Commit graph

14488 commits

Author SHA1 Message Date
Michał Kępień
64367010f2
Fix "rndc flushname" for longer name server names
dns_adb_flushname() calls dns_name_hash() to determine the ADB bucket
number to search for the given name.  Meanwhile, all other functions in
lib/dns/adb.c call dns_name_fullhash() for determining the bucket number
instead.  This discrepancy causes dns_adb_flushname() to have virtually
no chances of actually removing the given name from the ADB if the
name is longer than 16 bytes (since dns_name_hash() only hashes the
first 16 bytes of the name provided to it) - more specifically, the
probability of success for names longer than 16 bytes is inversely
proportional to the number of ADB buckets in use, i.e. 1:1021 at best.

Fix by using dns_name_fullhash() instead of dns_name_hash() in
dns_adb_flushname(), so that the logic for determining the bucket number
that a given name belongs to is consistent throughout lib/dns/adb.c.
2025-01-30 07:44:18 +01:00
Andoni Duarte Pintado
73997c8161 Merge tag 'v9.18.33' into bind-9.18 2025-01-29 17:23:11 +01:00
Ondřej Surý
b14df7d459
Stop the timer when shuttingdown the fetch context
When canceling the last fetch, we also need to stop the fctx_expired
timer from possibly firing between the fctx_shutdown() call and the
fetch being actually destroyed along with the timer.  As there are
multiple places where fctx_shutdown() is being called without stopping
the timer, move the fctx_stoptimer() to fctx_shutdown() and cleanup the
explicit usage.
2025-01-23 17:46:37 +01:00
Mark Andrews
8790d5cd22 Terminate yaml string after negative comment
(cherry picked from commit 89afc11389)
2025-01-22 23:58:54 +00:00
Ondřej Surý
239f4104da
Remove memory limit on ADB finds and fetches
Address Database (ADB) shares the memory for the short lived ADB
objects (finds, fetches, addrinfo) and the long lived ADB
objects (names, entries, namehooks).  This could lead to a situation
where the resolver-heavy load would force evict ADB objects from the
database to point where ADB is completely empty, leading to even more
resolver-heavy load.

Make the short lived ADB objects use the other memory context that we
already created for the hashmaps.  This makes the ADB overmem condition
to not be triggered by the ongoing resolver fetches.

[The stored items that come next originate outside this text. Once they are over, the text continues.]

use crate::entity::{ArchetypeId, EntityId};
use crate::error::{Result, StoreError};
use crate::signature::Signature;
use crate::HashMap;

/// Where an entity currently lives.
#[derive(Debug, Copy, Clone, PartialEq, Eq)]
pub(crate) struct EntityRecord {
    pub signature: Signature,
    pub archetype: ArchetypeId,
    /// Index of the entity in its archetype's member list.
    pub row: usize,
}

/// Maps entity identifiers to their current record and hands out new identifiers.
pub(crate) struct EntityDirectory {
    records: HashMap<EntityId, EntityRecord>,
    next_id: u64,
    max_entities: u64,
}

impl EntityDirectory {
    pub fn new(max_entities: u64) -> Self {
        EntityDirectory {
            records: Default::default(),
            next_id: 1,
            max_entities,
        }
    }

    /// Returns the identifier the next [`allocate`](Self::allocate) will hand out.
    pub fn peek_next(&self) -> Result<EntityId> {
        if self.next_id > self.max_entities {
            log::warn!("entity capacity of {} reached", self.max_entities);
            return Err(StoreError::EntityLimit(self.max_entities));
        }
        Ok(EntityId(self.next_id))
    }

    /// Consumes a fresh identifier. Identifiers are never handed out twice.
    pub fn allocate(&mut self) -> Result<EntityId> {
        let id = self.peek_next()?;
        self.next_id += 1;
        Ok(id)
    }

    /// Inserts or replaces the record of `entity`.
    pub fn set(&mut self, entity: EntityId, record: EntityRecord) {
        self.records.insert(entity, record);
    }

    pub fn get(&self, entity: EntityId) -> Option<&EntityRecord> {
        self.records.get(&entity)
    }

    pub fn get_mut(&mut self, entity: EntityId) -> Option<&mut EntityRecord> {
        self.records.get_mut(&entity)
    }

    /// Returns the record of `entity`, failing if it does not exist.
    pub fn require(&self, entity: EntityId) -> Result<&EntityRecord> {
        self.get(entity).ok_or(StoreError::UnknownEntity(entity))
    }

    pub fn len(&self) -> usize {
        self.records.len()
    }
}

#[cfg(test)]
mod tests {
    use super::*;

    #[test]
    fn ids_are_sequential_and_bounded() {
        let mut dir = EntityDirectory::new(2);
        assert_eq!(dir.allocate(), Ok(EntityId(1)));
        assert_eq!(dir.allocate(), Ok(EntityId(2)));
        assert_eq!(dir.allocate(), Err(StoreError::EntityLimit(2)));
    }

    #[test]
    fn set_upserts() {
        let mut dir = EntityDirectory::new(10);
        let e = dir.allocate().unwrap();
        assert_eq!(dir.require(e), Err(StoreError::UnknownEntity(e)));

        let record = EntityRecord {
            signature: Signature::EMPTY,
            archetype: ArchetypeId(0),
            row: 0,
        };
        dir.set(e, record);
        dir.set(e, EntityRecord { row: 3, ..record });

        assert_eq!(dir.len(), 1);
        assert_eq!(dir.get(e).unwrap().row, 3);
    }
}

(cherry picked from commit 05faff6d53)
2025-01-22 15:29:27 +01:00
Ondřej Surý
4cc1160e4d
Replace linked lists with the hashtables to hold fetch contexts
When the recursive-clients value is too large, the linked lists holding
the fetch contexts can also grow large and since the algorithm to merge
outgoing queries is quadratic, named can get slow.

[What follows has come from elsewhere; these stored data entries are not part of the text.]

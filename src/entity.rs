use std::fmt;

/// An entity identifier.
///
/// Identifiers are handed out sequentially starting at 1 and are never reused.
#[derive(Copy, Clone, Eq, PartialEq, Hash, Ord, PartialOrd)]
pub struct EntityId(pub(crate) u64);

impl EntityId {
    /// The reserved "absent" entity. Also marks the end of a query cursor.
    pub const NULL: Self = EntityId(0);

    /// Constructs an entity identifier from its raw value.
    pub const fn from_raw(raw: u64) -> EntityId {
        EntityId(raw)
    }

    /// Returns the raw value of the identifier.
    pub const fn to_raw(self) -> u64 {
        self.0
    }

    /// Returns `true` if this is [`EntityId::NULL`].
    pub const fn is_null(self) -> bool {
        self.0 == 0
    }
}

impl Default for EntityId {
    fn default() -> Self {
        EntityId::NULL
    }
}

impl fmt::Debug for EntityId {
    fn fmt(&self, f: &mut fmt::Formatter<'_>) -> fmt::Result {
        write!(f, "EntityId({})", self.0)
    }
}

impl fmt::Display for EntityId {
    fn fmt(&self, f: &mut fmt::Formatter<'_>) -> fmt::Result {
        write!(f, "#{}", self.0)
    }
}

/// A component type identifier.
///
/// Identifiers are small integers below the configured component limit; `0` is reserved.
#[derive(Copy, Clone, Eq, PartialEq, Hash, Ord, PartialOrd)]
pub struct ComponentId(pub(crate) u16);

impl ComponentId {
    pub const INVALID: Self = ComponentId(0);

    /// Constructs a component identifier from its raw value.
    /// The value is not checked until the identifier is handed to a store.
    pub const fn from_raw(raw: u16) -> ComponentId {
        ComponentId(raw)
    }

    pub const fn to_raw(self) -> u16 {
        self.0
    }

    #[inline]
    pub(crate) const fn index(self) -> usize {
        self.0 as usize
    }
}

impl fmt::Debug for ComponentId {
    fn fmt(&self, f: &mut fmt::Formatter<'_>) -> fmt::Result {
        write!(f, "ComponentId({})", self.0)
    }
}

impl fmt::Display for ComponentId {
    fn fmt(&self, f: &mut fmt::Formatter<'_>) -> fmt::Result {
        write!(f, "component {}", self.0)
    }
}

/// An archetype identifier. Indexes into the archetype list of a store.
#[derive(Debug, Copy, Clone, Eq, PartialEq, Hash, Ord, PartialOrd)]
pub struct ArchetypeId(pub(crate) u32);

impl ArchetypeId {
    #[inline]
    pub(crate) const fn index(self) -> usize {
        self.0 as usize
    }
}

Replace the linked list with hashtable for faster lookups.  This also
allows us to reduce the number of tasks (buckets) in the resolver.
2025-01-22 15:06:04 +01:00
JINMEI Tatuya
065ffb2eb8
Optimize database decref by avoiding locking with refs > 1
Previously, this function always acquires a node write lock if it
might need node cleanup in case the reference decrements to 0.  In
fact, the lock is unnecessary if the reference is larger than 1 and it
can be optimized as an "easy" case. This optimization could even be
"necessary". In some extreme cases, many worker threads could repeat
acquring and releasing the reference on the same node, resulting in
severe lock contention for nothing (as the ref wouldn't decrement to 0
in most cases). This change would prevent noticeable performance
drop like query timeout for such cases.

Co-authored-by: JINMEI Tatuya <jtatuya@infoblox.com>
Co-authored-by: Ondřej Surý <ondrej@isc.org>

(cherry picked from commit 7f4471594d)
2025-01-22 14:31:09 +01:00
Ondřej Surý
8bf311c769
Shutdown the fetch context after canceling the last fetch
Currently, the fetch context will continue running even when the last
fetch (response) has been removed from the context, so named can process
and cache the answer.  This can lead to a situation where the number of
outgoing recursing clients exceeds the the configured number for
recursive-clients.

Be more stringent about the recursive-clients limit and shutdown the
fetch context immediately after the last fetch has been canceled from
that particular fetch context.
2025-01-22 14:21:51 +01:00
Ondřej Surý
1b9d949534
Remove --with-tuning=small/large configuration option
The last remaining tuning value was RESOLVER_NTASKS and instead of
having variable number of the tasks per-cpu and in named and in
dns_client, set the number of the resolver tasks to 523 (number taken
from dns_client unit) to accomodate most of the recursive-clients
values.
2025-01-22 14:16:40 +01:00
Ondřej Surý
d8206a939c
Reduce struct isc__nm_uvreq size from 1560 to 560 bytes
The uv_req union member of struct isc__nm_uvreq contained libuv request
types that we don't use.  Turns out that uv_getnameinfo_t is 1000 bytes
big and unnecessarily enlarged the whole structure.  Remove all the
unused members from the uv_req union.
2025-01-22 14:12:38 +01:00
Ondřej Surý
a7630c2c62
Reduce sizeof isc_sockaddr from 152 to 48 bytes
After removing sockaddr_unix from isc_sockaddr, we can also remove
sockaddr_storage and reduce the isc_sockaddr size from 152 bytes to just
48 bytes needed to hold IPv6 addresses.

(cherry picked from commit 2367b6a2e1)
2025-01-22 14:12:38 +01:00
Artem Boldariev
550b692343 DoH: reduce excessive bad request logging
We started using isc_nm_bad_request() more actively throughout
codebase. In the case of HTTP/2 it can lead to a large count of
useless "Bad Request" messages in the BIND log, as often we attempt to
send such request over effectively finished HTTP/2 sessions.

This commit fixes that.

(cherry picked from commit 937b5f8349)
2025-01-15 16:50:13 +01:00
Artem Boldariev
796708775d DoH: introduce manual read timer control
This commit introduces manual read timer control as used by StreamDNS
and its underlying transports. Before that, DoH code would rely on the
timer control provided by TCP, which would reset the timer any time
some data arrived. Now, the timer is restarted only when a full DNS
message is processed in line with other DNS transports.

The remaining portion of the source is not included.